A proposito dell’elezione di Guy Parmelin in Consiglio federale

Che cosa possiamo aspettarci dal nuovo consigliere federale Guy Parmelin ? Niente di buono, come succede praticamente sempre con i rappresentanti dell’UDC. Come ha dichiarato in una intervista alla Neue Zürcher Zeitung (NZZ) terrà fede “ai principi del partito”. Parmelin apprezza il fatto che l’UDC faccia politica a destra come il Front National francese sui temi della politica migratoria ed europea. Il viticoltore vodese non lascia dubbi circa la politica sociale. Dice, a proposito della riforma della previdenza vecchiaia : “La domanda più importante è “possiamo permettercelo ?” La risposta è no. Tutte le prestazioni complementari devono essere tagliate – anche l’aumento previsto dal Consiglio federale di 70 franchi. Dobbiamo anche prepararci a medio termine all’aumento dell’età di pensionamento.” Evidentemente Parmelin non prende sul serio il suo giuramento alla Costituzione in occasione dell’ accettazione della carica. Nell’articolo 112 (Assicurazione vecchiaia, superstiti e invalidità), al paragrafo 2, è regolamentato che l’AVS deve coprire “ i bisogni vitali in modo appropriato”. L’idea e l’utilità di questo articolo della Costituzione è garantire una vita dignitosa alle persone anziane, e non una vita sulla soglia della povertà. La domanda non è quindi se l’AVS può essere finanziata, ma come il finanziamento può essere assicurato. Su questo punto il PSdL ricorda al nuovo consigliere federale che l’imposizione di un solo punto percentuale alle 15 imprese che fanno il più grande profitto porterebbe a un’entrata di circa dieci miliardi di franchi per lo Stato. Per fare un esempio, nel 2013 lo Stato ha beneficiato di 63,7 miliardi di franchi. A tale proosito, il PSdL

conferma il suo prgramma elettorale del 2015, che recita : “La ridistribuzione della ricchezza disponibile è una questione essenzialmente politica” e rimanda al fatto che “l’AVS non è una elemosina”, ma “un diritto garantito dalla Costituzione”.

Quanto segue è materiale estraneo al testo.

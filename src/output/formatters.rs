/// Renders frames as uppercase hex pairs, space separated.
pub struct HexFormatter;

impl HexFormatter {
    pub fn format(&self, bytes: &[u8]) -> String {
        bytes
            .iter()
            .map(|b| format!("{:02X}", b))
            .collect::<Vec<_>>()
            .join(" ")
    }
}

#[cfg(test)]
mod tests {
    use super::*;

    #[test]
    fn test_hex_pairs_uppercase() {
        assert_eq!(HexFormatter.format(&[0x01, 0xAB]), "01 AB");
        assert_eq!(
            HexFormatter.format(&[0x01, 0x03, 0x00, 0x00, 0x00, 0x02, 0xC4, 0x0B]),
            "01 03 00 00 00 02 C4 0B"
        );
    }

    #[test]
    fn test_empty_input() {
        assert_eq!(HexFormatter.format(&[]), "");
    }
}
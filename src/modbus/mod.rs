pub mod crc;
pub mod frame;
pub mod transaction;

pub use crc::crc16_modbus;
pub use frame::{attach_crc, build_request, extract_payload, verify_crc, RequestParams};
pub use transaction::{execute, Outcome, Transaction, RESPONSE_READ_CAP};
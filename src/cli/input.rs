use log::debug;

use crate::modbus::RequestParams;
use crate::utils::error::RtuError;

/// Parses one line of six hex byte tokens into request parameters.
///
/// Tokens may carry an optional `0x`/`0X` prefix and are case insensitive.
/// They map onto the wire layout: address, function code, then the high and
/// low bytes of the starting register and of the register count.
pub fn parse_request_line(line: &str) -> Result<RequestParams, RtuError> {
    let tokens: Vec<&str> = line.split_whitespace().collect();
    if tokens.len() != 6 {
        return Err(RtuError::InvalidInput(format!(
            "expected 6 hex tokens, got {}",
            tokens.len()
        )));
    }

    let mut bytes = [0u32; 6];
    for (i, token) in tokens.iter().enumerate() {
        bytes[i] = parse_hex_byte(token)?;
    }

    let params = RequestParams::new(
        bytes[0],
        bytes[1],
        bytes[2] << 8 | bytes[3],
        bytes[4] << 8 | bytes[5],
    )?;
    debug!("Parsed request parameters: {:?}", params);
    Ok(params)
}

fn parse_hex_byte(token: &str) -> Result<u32, RtuError> {
    let digits = token
        .strip_prefix("0x")
        .or_else(|| token.strip_prefix("0X"))
        .unwrap_or(token);

    let value = u32::from_str_radix(digits, 16)
        .map_err(|_| RtuError::InvalidInput(format!("not a hex number: {}", token)))?;

    if value > 0xFF {
        return Err(RtuError::ParameterOutOfRange {
            field: "hex byte token",
            value,
            range: 0..=255,
        });
    }
    Ok(value)
}

#[cfg(test)]
mod tests {
    use super::*;

    #[test]
    fn test_parse_prefixed_tokens() {
        let params = parse_request_line("0x01 0x03 0x00 0x00 0x00 0x02").unwrap();
        assert_eq!(params.slave_address, 1);
        assert_eq!(params.function_code, 3);
        assert_eq!(params.starting_register, 0);
        assert_eq!(params.register_count, 2);
    }

    #[test]
    fn test_parse_mixed_and_bare_tokens() {
        let params = parse_request_line("11 0X03 00 f4 0x00 16").unwrap();
        assert_eq!(params.slave_address, 0x11);
        assert_eq!(params.starting_register, 0x00F4);
        assert_eq!(params.register_count, 0x0016);
    }

    #[test]
    fn test_high_low_byte_combination() {
        let params = parse_request_line("01 03 12 34 00 7D").unwrap();
        assert_eq!(params.starting_register, 0x1234);
        assert_eq!(params.register_count, 0x007D);
    }

    #[test]
    fn test_rejects_wrong_token_count() {
        assert!(matches!(
            parse_request_line("01 03 00 00 00"),
            Err(RtuError::InvalidInput(_))
        ));
        assert!(matches!(
            parse_request_line("01 03 00 00 00 02 FF"),
            Err(RtuError::InvalidInput(_))
        ));
        assert!(matches!(
            parse_request_line(""),
            Err(RtuError::InvalidInput(_))
        ));
    }

    #[test]
    fn test_rejects_non_hex_token() {
        assert!(matches!(
            parse_request_line("01 03 zz 00 00 02"),
            Err(RtuError::InvalidInput(_))
        ));
    }

    #[test]
    fn test_rejects_oversized_byte_token() {
        assert!(matches!(
            parse_request_line("0x100 03 00 00 00 02"),
            Err(RtuError::ParameterOutOfRange { value: 256, .. })
        ));
    }

    #[test]
    fn test_rejects_zero_register_count() {
        assert!(matches!(
            parse_request_line("01 03 00 00 00 00"),
            Err(RtuError::ParameterOutOfRange {
                field: "register count",
                ..
            })
        ));
    }
}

Il PSdL rivendica quindi :

  • L’integrazione del secondo pilastro (cassa pensione) nel primo pilastro (AVS) e l’introduzione di pensioni popolari, come pure un alleggerimento della pensione anticipata per i lavori fisicamente logoranti.
  • la sospensione immediata della precarizzazione delle assicurazioni sociali

e la socializzazione della previdenza sociale nel suo insieme, per mantenerla sotto il controllo democratico.